▶ What needs to be done
Return each of the entries below precisely as it appears.

▶ Excerpted records

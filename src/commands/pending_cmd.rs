//! Pending Item Commands
//!
//! Creation from the pending form, the named status transitions, and the
//! filtered list.

use crate::domain::{
    list_pending, DomainError, DomainResult, PendingAction, PendingItem, StatusFilter,
};
use crate::{now_ms, AppState};

/// Pending items matching the current filter, most urgent first
pub fn list_pending_items(state: &AppState) -> Vec<&PendingItem> {
    list_pending(state.store.pending(), state.ui.status_filter)
}

pub fn set_status_filter(state: &mut AppState, filter: StatusFilter) {
    state.ui.status_filter = filter;
}

/// Attach a photo to the open pending form
pub fn attach_photo(state: &mut AppState, data: String) {
    state.ui.pending_form.attach_photo(data);
}

/// Submit the pending form
pub async fn create_pending(state: &mut AppState) -> DomainResult<PendingItem> {
    if !state.ui.pending_form.can_submit() {
        return Err(DomainError::InvalidInput(
            "title, description and deadline are required".to_string(),
        ));
    }
    let input = state.ui.pending_form.to_new_item()?;

    let now = now_ms();
    let id = state.store.allocate_id(now)?;
    let item = PendingItem::create(id, input, now)?;

    state.store.insert_pending(item.clone());
    state.ui.form_submitted();
    state.persist_pending().await;

    log::info!("Created pending item {} ({})", item.id, item.priority.as_str());
    Ok(item)
}

async fn perform(state: &mut AppState, id: &str, action: PendingAction) -> DomainResult<PendingItem> {
    let item = state.store.pending_mut(id)?;
    let status = item.perform(action)?;
    let updated = item.clone();

    state.persist_pending().await;
    log::info!("Pending item {} -> {}", id, status.as_str());
    Ok(updated)
}

/// Open -> InProgress
pub async fn start_pending(state: &mut AppState, id: &str) -> DomainResult<PendingItem> {
    perform(state, id, PendingAction::Start).await
}

/// InProgress -> WaitingApproval
pub async fn complete_pending(state: &mut AppState, id: &str) -> DomainResult<PendingItem> {
    perform(state, id, PendingAction::Complete).await
}

/// WaitingApproval -> Resolved
pub async fn approve_pending(state: &mut AppState, id: &str) -> DomainResult<PendingItem> {
    perform(state, id, PendingAction::Approve).await
}

/// WaitingApproval -> Rejected
pub async fn reject_pending(state: &mut AppState, id: &str) -> DomainResult<PendingItem> {
    perform(state, id, PendingAction::Reject).await
}

/// Rejected -> InProgress
pub async fn restart_pending(state: &mut AppState, id: &str) -> DomainResult<PendingItem> {
    perform(state, id, PendingAction::Restart).await
}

▶ Exercise answer
filename src/commands/pending_cmd.rs
//! Pending Item Commands
//!
//! Creation from the pending form, the named status transitions, and the
//! filtered list.

use crate::domain::{
    list_pending, DomainError, DomainResult, PendingAction, PendingItem, StatusFilter,
};
use crate::{now_ms, AppState};

/// Pending items matching the current filter, most urgent first
pub fn list_pending_items(state: &AppState) -> Vec<&PendingItem> {
    list_pending(state.store.pending(), state.ui.status_filter)
}

pub fn set_status_filter(state: &mut AppState, filter: StatusFilter) {
    state.ui.status_filter = filter;
}

/// Attach a photo to the open pending form
pub fn attach_photo(state: &mut AppState, data: String) {
    state.ui.pending_form.attach_photo(data);
}

/// Submit the pending form
pub async fn create_pending(state: &mut AppState) -> DomainResult<PendingItem> {
    if !state.ui.pending_form.can_submit() {
        return Err(DomainError::InvalidInput(
            "title, description and deadline are required".to_string(),
        ));
    }
    let input = state.ui.pending_form.to_new_item()?;

    let now = now_ms();
    let id = state.store.allocate_id(now)?;
    let item = PendingItem::create(id, input, now)?;

    state.store.insert_pending(item.clone());
    state.ui.form_submitted();
    state.persist_pending().await;

    log::info!("Created pending item {} ({})", item.id, item.priority.as_str());
    Ok(item)
}

async fn perform(state: &mut AppState, id: &str, action: PendingAction) -> DomainResult<PendingItem> {
    let item = state.store.pending_mut(id)?;
    let status = item.perform(action)?;
    let updated = item.clone();

    state.persist_pending().await;
    log::info!("Pending item {} -> {}", id, status.as_str());
    Ok(updated)
}

/// Open -> InProgress
pub async fn start_pending(state: &mut AppState, id: &str) -> DomainResult<PendingItem> {
    perform(state, id, PendingAction::Start).await
}

/// InProgress -> WaitingApproval
pub async fn complete_pending(state: &mut AppState, id: &str) -> DomainResult<PendingItem> {
    perform(state, id, PendingAction::Complete).await
}

/// WaitingApproval -> Resolved
pub async fn approve_pending(state: &mut AppState, id: &str) -> DomainResult<PendingItem> {
    perform(state, id, PendingAction::Approve).await
}

/// WaitingApproval -> Rejected
pub async fn reject_pending(state: &mut AppState, id: &str) -> DomainResult<PendingItem> {
    perform(state, id, PendingAction::Reject).await
}

/// Rejected -> InProgress
pub async fn restart_pending(state: &mut AppState, id: &str) -> DomainResult<PendingItem> {
    perform(state, id, PendingAction::Restart).await
}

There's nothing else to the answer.